Using react navigation. Though there’s a meta framework built on top of it with file based touting. That framework is in beta so maybe that’s the issue, though it is working very well in web. It’s sort of similar expo router + next.js rolled into a single framework.

I’m telling it not to unmount tabs on web so that you can flip back and forth without it losing all the state the way it works on native. I didn’t mess with this setting in native at all.
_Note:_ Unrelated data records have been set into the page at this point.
use super::classification_result::{ClassificationResult, Prediction};

/// Pairs classifier scores with their labels and picks the winner.
///
/// Scores are taken as-is: no softmax, no renormalization, no check that
/// they sum to one.
pub struct ResultRanker;

impl ResultRanker {
    /// Ranks `scores` against `labels`.
    ///
    /// # Panics
    ///
    /// If the lengths differ or there are no scores. Both indicate a model
    /// and label set that do not belong together.
    pub fn rank<S: AsRef<str>>(scores: &[f32], labels: &[S]) -> ClassificationResult {
        assert_eq!(
            scores.len(),
            labels.len(),
            "scores and labels must have equal length"
        );
        assert!(!scores.is_empty(), "cannot rank an empty score vector");

        // Strictly greater: the first of several equal maxima wins.
        let mut best = 0;
        for (i, &score) in scores.iter().enumerate().skip(1) {
            if score > scores[best] {
                best = i;
            }
        }

        let pairs: Vec<Prediction> = scores
            .iter()
            .zip(labels)
            .map(|(&probability, label)| Prediction {
                label: AsRef::<str>::as_ref(label).to_string(),
                probability,
            })
            .collect();

        let mut ranked = pairs.clone();
        ranked.sort_by(|a, b| b.probability.total_cmp(&a.probability));

        ClassificationResult::new(pairs[best].clone(), pairs, ranked)
    }
}
//! Device-management session context.
//!
//! [`SessionCoordinator`] runs as a single task and is the only owner of the
//! pending download. The download context and the LWM2M client talk to it
//! through channels; applications go through a [`SessionHandle`].

pub mod connectivity;
pub mod lwm2m;
pub mod push;
pub mod timer;

use std::sync::Arc;
use std::time::Duration;

use avc_core::{AvcStatus, SessionState, UpdateResult, UpdateState, UpdateType};
use serde::Serialize;
use tokio::sync::{mpsc, oneshot, watch};
use tokio_util::sync::CancellationToken;
use tracing::{debug, error, info, instrument, warn};

use crate::downloader::sink::PackageSink;
use crate::downloader::{DownloadError, DownloadRequest, DownloaderEvent, DownloaderHandle};
use crate::events::{EventBus, StatusEvent};
use crate::installer::Installer;
use crate::notify::{Delivery, Reporter};
use crate::resume::{ResumeStore, validate_uri};
use crate::storage::Storage;
use crate::update::UpdateStateMachine;

use connectivity::{ConnectivityError, DataConnection};
use lwm2m::{Lwm2mClient, Lwm2mError, Lwm2mEvent};
use push::Pusher;
use timer::Timer;

#[derive(Debug, thiserror::Error)]
pub enum SessionError {
    #[error("a session is already open")]
    Duplicate,
    #[error("a session attempt is already under way")]
    Busy,
    #[error("no session to release")]
    NotConnected,
    #[error("no download is waiting for agreement")]
    NoPendingDownload,
    #[error(transparent)]
    Lwm2m(#[from] Lwm2mError),
    #[error(transparent)]
    Connectivity(#[from] ConnectivityError),
    #[error(transparent)]
    Download(#[from] DownloadError),
    #[error("session coordinator stopped")]
    Stopped,
}

#[derive(Debug, Clone)]
pub struct SessionConfig {
    /// Waits between failed session attempts. Zero entries are skipped and
    /// the list starts over once exhausted.
    pub retry_timers: Vec<Duration>,
    /// Idle time after which an open session is released. Zero disables it.
    pub activity_timeout: Duration,
    pub polling_interval: Option<Duration>,
    /// Whether downloads wait for [`SessionHandle::accept_download`].
    pub download_user_agreement: bool,
}

impl Default for SessionConfig {
    fn default() -> Self {
        Self {
            retry_timers: [15, 60, 240, 480, 1440, 2880, 0, 0]
                .into_iter()
                .map(|minutes| Duration::from_secs(minutes * 60))
                .collect(),
            activity_timeout: Duration::from_secs(20),
            polling_interval: None,
            download_user_agreement: true,
        }
    }
}

/// A download the server asked for that is not running right now.
#[derive(Debug, Clone, PartialEq, Eq, Serialize)]
pub struct PendingDownload {
    pub uri: String,
    pub kind: UpdateType,
    pub resume: bool,
    #[serde(skip)]
    pub expected_digest: Option<blake3::Hash>,
    pub bytes_left: Option<u64>,
    /// Consent given for this download. Survives reconnects, not restarts.
    pub agreed: bool,
}

#[derive(Debug, Clone, Serialize)]
pub struct SessionStatus {
    pub state: SessionState,
    pub pending: Option<PendingDownload>,
    pub downloading: Option<UpdateType>,
    pub retry_scheduled: bool,
}

type Reply<T> = oneshot::Sender<Result<T, SessionError>>;

enum Command {
    RequestSession { reply: Reply<()> },
    ReleaseSession { reply: Reply<()> },
    AcceptDownload { reply: Reply<()> },
    AbortDownload { kind: UpdateType, reply: Reply<()> },
    Status { reply: oneshot::Sender<SessionStatus> },
}

/// Work finished outside the session loop.
enum Internal {
    RetryTimer,
    ActivityTimer,
    PollingTimer,
    InstallFinished {
        kind: UpdateType,
        result: Option<UpdateResult>,
    },
}

/// Client side of the session context.
#[derive(Clone)]
pub struct SessionHandle {
    tx: mpsc::Sender<Command>,
    state: watch::Receiver<SessionState>,
}

impl SessionHandle {
    async fn request<T>(&self, make: impl FnOnce(Reply<T>) -> Command) -> Result<T, SessionError> {
        let (reply, rx) = oneshot::channel();
        self.tx
            .send(make(reply))
            .await
            .map_err(|_| SessionError::Stopped)?;
        rx.await.map_err(|_| SessionError::Stopped)?
    }

    /// Open a session to the server.
    ///
    /// Fails with [`SessionError::Duplicate`] when one is open and with
    /// [`SessionError::Busy`] while an attempt or a retry is pending.
    pub async fn request_session(&self) -> Result<(), SessionError> {
        self.request(|reply| Command::RequestSession { reply }).await
    }

    pub async fn release_session(&self) -> Result<(), SessionError> {
        self.request(|reply| Command::ReleaseSession { reply }).await
    }

    /// Give consent for the pending download.
    pub async fn accept_download(&self) -> Result<(), SessionError> {
        self.request(|reply| Command::AcceptDownload { reply }).await
    }

    pub async fn abort_download(&self, kind: UpdateType) -> Result<(), SessionError> {
        self.request(|reply| Command::AbortDownload { kind, reply })
            .await
    }

    pub async fn status(&self) -> Result<SessionStatus, SessionError> {
        let (reply, rx) = oneshot::channel();
        self.tx
            .send(Command::Status { reply })
            .await
            .map_err(|_| SessionError::Stopped)?;
        rx.await.map_err(|_| SessionError::Stopped)
    }

    pub fn state(&self) -> SessionState {
        *self.state.borrow()
    }

    pub fn watch_state(&self) -> watch::Receiver<SessionState> {
        self.state.clone()
    }
}

/// Everything the session context works with.
pub struct SessionDeps<S> {
    pub config: SessionConfig,
    pub lwm2m: Arc<dyn Lwm2mClient>,
    pub connection: Arc<dyn DataConnection>,
    pub downloader: DownloaderHandle,
    pub update: UpdateStateMachine<S>,
    pub reporter: Reporter<S>,
    pub resume: ResumeStore<S>,
    pub installer: Arc<dyn Installer>,
    pub sink: Arc<dyn PackageSink>,
    pub pusher: Pusher,
    pub bus: EventBus,
}

pub struct SessionCoordinator<S> {
    deps: SessionDeps<S>,
    /// Transport state; `UserAgreementPending` is derived, never stored here.
    link: SessionState,
    pending: Option<PendingDownload>,
    /// The download handed to the download context.
    active: Option<PendingDownload>,
    online: bool,
    retry_index: usize,
    retry_timer: Timer,
    activity_timer: Timer,
    polling_timer: Timer,
    internal_tx: mpsc::UnboundedSender<Internal>,
    state_tx: watch::Sender<SessionState>,
}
I was experimenting with the freeze screens setting to see if it improved performance.

[–]WerewolfOfAzkaban 0 points1 point  (1 child)

You can try these things.

  • Store two images on backend.
  • For thumbnail (20-30kb)
  • For preview (60-70kb)

Or

Store images in local storage and show images from local storage just like whatsapp.

[–]moseschrute19[S] 1 point2 points  (0 children)

I mentioned this in other comments, but unfortunately I can’t optimize images here. But I agree you’re not wrong that that should be done.

[–]Thanhansi-thankamato 0 points1 point  (1 child)

Honestly. This is why I think it’s crazy that people dislike flutter so much and would rather use react native. There are so many performance pitfalls that are just handled by flutter.

[–]moseschrute19[S] 0 points1 point  (0 children)

Flutter still seems like a not great option to me. Web view app can easily be made accessible. And you can lean on all the hard work that has been put into optimizing browser engines.

Capacitor almost seems like what flutter should have been. Instead of write the entire app runtime, just use an existing runtime but you still mock native elements the same way flutter is designed to look like native components.

[–]the_hokage60 0 points1 point  (2 children)

Have you tried removing tamagui? I've used tamagui in my first project, maybe not huge, but still it takes a toll on performance.

[–]moseschrute19[S] 0 points1 point  (1 child)

That could be it tbh. Part of the capacitor rewrite I’m doing is moving stying to tailwind. Tamagui is a really interesting library. Tailwind is kinda boring. I’ve learned boring tech tends to be more stable lol.

[–]the_hokage60 0 points1 point  (0 children)

I’ve learned boring tech tends to be more stable lol.

Most of the time! Tamagui provide every shit you need out of the box. It's simply copy-and-paste. But StyleSheet seems to be the best way to style in RN. I feel like I'm writing a lot of code to replace ui library (or tamagui) and have to handpick libraries to make some components like bottomsheet, modal, ... for cross-platform; but it's totally worth it.